Your task ▸ Please find every line of the listing below where "View" occurs and copy it.

Records to process ▸
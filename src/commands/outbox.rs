use crate::{
    db::outbox::Outbox,
    libs::{messages::Message, view::View},
    msg_info, msg_print,
};
use anyhow::Result;

pub fn cmd() -> Result<()> {
    let entries = Outbox::new()?.pending()?;
    if entries.is_empty() {
        msg_info!(Message::OutboxEmpty);
        return Ok(());
    }

    msg_print!(Message::OutboxHeader(entries.len()), true);
    View::outbox(&entries)?;
    Ok(())
}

Answer area ▸
    libs::{messages::Message, view::View},
    View::outbox(&entries)?;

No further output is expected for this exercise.